六、鶴丸国永は押入れの中の眠り姫

刀剣乱舞合歓木本丸

 鳥が鳴き始めた天気のいい早朝、既に内番着へ着替え終わった秋田は、鶴丸を起こす為に彼の部屋へと向かっていた。
乱みたいな大きな作戦はないが、秋田は彼の布団に乗っかって、起きるまで降りずに声を掛けようと考えていた。

「あれ?秋田、今日は早いですね」
「あ、おはようございます前田」

廊下の向かいから、既に内番着に着替えた前田に出くわして、秋田は足を止めた。
前田の首から下げてある物に気づいた秋田は、一つの事を思いついた。

「そうだ!今日はそれ、いつもと違う所でしてもらっていいですか?」
「え?いいですけど」
「よかった、じゃあ付いてきてください!」
「わっ!?」

何も分からない前田は、何の説明もなく秋田に手を引かれて、目を白黒させながら彼に付いていった。

「鶴丸さーん、朝ですよー!」
「おわっ!?」

 スパンと勢いよく押入れの扉を開けて、秋田が布団に思い切り乗っかると、鶴丸は突然降ってきた重さに目を覚ました。
何が起こったのか分からず、狭い押入れの中、秋田の重さですぐに起き上がる事が出来ず、寝ぼけ眼でキョロキョロしていたが、すぐに彼の特徴であるピンクのふわふわした髪に気が付いた。

「その髪は、秋田か?」
「えへへ、おはようございます」
「ああ、おはよう」

秋田の無邪気な笑顔に、鶴丸も思わず頬が緩んだ。

「今日はいい天気ですよー。

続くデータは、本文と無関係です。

//! The MBASIC error model: numeric error codes, their canonical messages,
//! and the runtime error value carried out-of-band from expression results.

use std::error::Error as StdError;
use std::fmt;

use num::FromPrimitive as _;
use num_derive::{FromPrimitive, ToPrimitive};

/// Wire-visible MBASIC error codes.
///
/// The discriminants are the codes reported through `ERR` and accepted by
/// `ERROR e`; gaps match the original numbering.
#[derive(Clone, Copy, PartialEq, Eq, Debug, FromPrimitive, ToPrimitive)]
pub enum ErrorCode {
    NextWithoutFor = 1,
    SyntaxError = 2,
    ReturnWithoutGosub = 3,
    OutOfData = 4,
    IllegalFunctionCall = 5,
    Overflow = 6,
    OutOfMemory = 7,
    UndefinedLineNumber = 8,
    SubscriptOutOfRange = 9,
    DuplicateDefinition = 10,
    DivisionByZero = 11,
    IllegalDirect = 12,
    TypeMismatch = 13,
    OutOfStringSpace = 14,
    StringTooLong = 15,
    CantContinue = 17,
    UndefinedUserFunction = 18,
    NoResume = 19,
    ResumeWithoutError = 20,
    MissingOperand = 22,
    LineBufferOverflow = 23,
    ForWithoutNext = 26,
    WhileWithoutWend = 29,
    WendWithoutWhile = 30,
    FieldOverflow = 50,
    InternalError = 51,
    BadFileNumber = 52,
    FileNotFound = 53,
    BadFileMode = 54,
    FileAlreadyOpen = 55,
    DiskIoError = 57,
    FileAlreadyExists = 58,
    DiskFull = 61,
    InputPastEnd = 62,
    BadRecordNumber = 63,
    BadFileName = 64,
    DirectStatementInFile = 66,
    TooManyFiles = 67,
}

impl ErrorCode {
    pub fn message(self) -> &'static str {
        match self {
            ErrorCode::NextWithoutFor => "NEXT without FOR",
            ErrorCode::SyntaxError => "Syntax error",
            ErrorCode::ReturnWithoutGosub => "RETURN without GOSUB",
            ErrorCode::OutOfData => "Out of DATA",
            ErrorCode::IllegalFunctionCall => "Illegal function call",
            ErrorCode::Overflow => "Overflow",
            ErrorCode::OutOfMemory => "Out of memory",
            ErrorCode::UndefinedLineNumber => "Undefined line number",
            ErrorCode::SubscriptOutOfRange => "Subscript out of range",
            ErrorCode::DuplicateDefinition => "Duplicate definition",
            ErrorCode::DivisionByZero => "Division by zero",
            ErrorCode::IllegalDirect => "Illegal direct",
            ErrorCode::TypeMismatch => "Type mismatch",
            ErrorCode::OutOfStringSpace => "Out of string space",
            ErrorCode::StringTooLong => "String too long",
            ErrorCode::CantContinue => "Can't continue",
            ErrorCode::UndefinedUserFunction => "Undefined user function",
            ErrorCode::NoResume => "No RESUME",
            ErrorCode::ResumeWithoutError => "RESUME without error",
            ErrorCode::MissingOperand => "Missing operand",
            ErrorCode::LineBufferOverflow => "Line buffer overflow",
            ErrorCode::ForWithoutNext => "FOR without NEXT",
            ErrorCode::WhileWithoutWend => "WHILE without WEND",
            ErrorCode::WendWithoutWhile => "WEND without WHILE",
            ErrorCode::FieldOverflow => "Field overflow",
            ErrorCode::InternalError => "Internal error",
            ErrorCode::BadFileNumber => "Bad file number",
            ErrorCode::FileNotFound => "File not found",
            ErrorCode::BadFileMode => "Bad file mode",
            ErrorCode::FileAlreadyOpen => "File already open",
            ErrorCode::DiskIoError => "Disk I/O error",
            ErrorCode::FileAlreadyExists => "File already exists",
            ErrorCode::DiskFull => "Disk full",
            ErrorCode::InputPastEnd => "Input past end",
            ErrorCode::BadRecordNumber => "Bad record number",
            ErrorCode::BadFileName => "Bad file name",
            ErrorCode::DirectStatementInFile => "Direct statement in file",
            ErrorCode::TooManyFiles => "Too many files",
        }
    }
}

/// Returns the message for a raw code, covering codes `ERROR e` can raise
/// that have no canonical meaning.
pub fn message_for_code(code: i16) -> &'static str {
    match ErrorCode::from_i16(code) {
        Some(known) => known.message(),
        None => "Unprintable error",
    }
}

/// A trappable runtime error: the numeric code plus the line it was raised
/// on (attached by the interpreter once the faulting statement is known).
#[derive(Clone, Copy, PartialEq, Eq, Debug)]
pub struct RuntimeError {
    pub code: i16,
    pub line: Option<u16>,
}

impl RuntimeError {
    pub fn new(code: ErrorCode) -> RuntimeError {
        RuntimeError {
            code: code as i16,
            line: None,
        }
    }

    /// For `ERROR e` with an arbitrary user code.
    pub fn custom(code: i16) -> RuntimeError {
        RuntimeError { code, line: None }
    }

    pub fn at_line(mut self, line: u16) -> RuntimeError {
        self.line = Some(line);
        self
    }

    pub fn message(&self) -> &'static str {
        message_for_code(self.code)
    }

    pub fn is(&self, code: ErrorCode) -> bool {
        self.code == code as i16
    }
}

impl fmt::Display for RuntimeError {
    fn fmt(&self, f: &mut fmt::Formatter) -> fmt::Result {
        match self.line {
            Some(line) => write!(f, "{} in {}", self.message(), line),
            None => f.write_str(self.message()),
        }
    }
}

impl StdError for RuntimeError {}

impl From<ErrorCode> for RuntimeError {
    fn from(code: ErrorCode) -> RuntimeError {
        RuntimeError::new(code)
    }
}

/// Shorthand used throughout the interpreter.
pub type ExecResult<T> = Result<T, RuntimeError>;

鳥達もいっぱい来てますから、少しだけお散歩しませんか?」
「ああ、じゃあ眠気覚ましに行くとしようか」

鶴丸は布団から這い出して、秋田と一緒に外へ出た。

 外は秋田が言った通り、空は真冬の時よりも淡い色をした青空で、雲はほとんど浮いていない。
ほの温かい日差しが、まだ葉が少ない木々を柔らかく照らしていた。
すると「ピチチチ……」と鳥の声の様な音が聞こえて、鶴丸は歩いていた足を止めた。
しばらくその音を聞いていると、秋田が「こっちですよ」と鶴丸の手を引いて音のする方へ連れていくとその先には、先程鶴丸と同じように秋田に連れられた前田が、沢山の木々に向かって首から下げた何かに息を吹き込んで、さっきの音を出していた。
その音につられたのか、小さな小鳥が何羽か彼の足元でピョコピョコと跳ねていた。

「あ、鶴丸さん。おはようございます」

鶴丸達に気づいた前田は、一旦音を止めて彼らに笑いかけた。

「おはよう前田、鳥笛かなり上手くなったな」
「ありがとうございます。鶴丸さんに教えてもらって大分上達しました」

にこりと笑う彼の手には、手のひらに収まる程の、木で作られた笛が握られていた。

 その笛は以前鶴丸自分自身の手で、自分と秋田とお揃いで作ったものだ。
かつて鳥の声を聴いていた秋田と前田の前で、鶴丸が自分で作った鳥笛で鳥を呼び寄せて見せた時に、彼らが興味を持ったのでお揃いの笛を作ったのだ。
鳥の声に似せるために時々鶴丸が教えていたのだが、知らないうちに鳥を呼び寄せられる程にまで上達していたようだ。

「あ、見てください!白い鳥がいますよ!」

秋田が興奮したように、木の上の方を指さした。
二振が彼が指さした方へ顔を向けると、高い木の枝の先に白い鳥が一羽とまっていた。

「鳩でしょうか?珍しいですね」
「そうだろうな。白い鳩が見られるなんて、秋田には朝からいい驚きを貰ったな」
「今日はきっといい事がありますよ!」
「そうだな」

三振りは他の者が朝餉に呼びに来るまで、しばらくその鳩を眺めていた。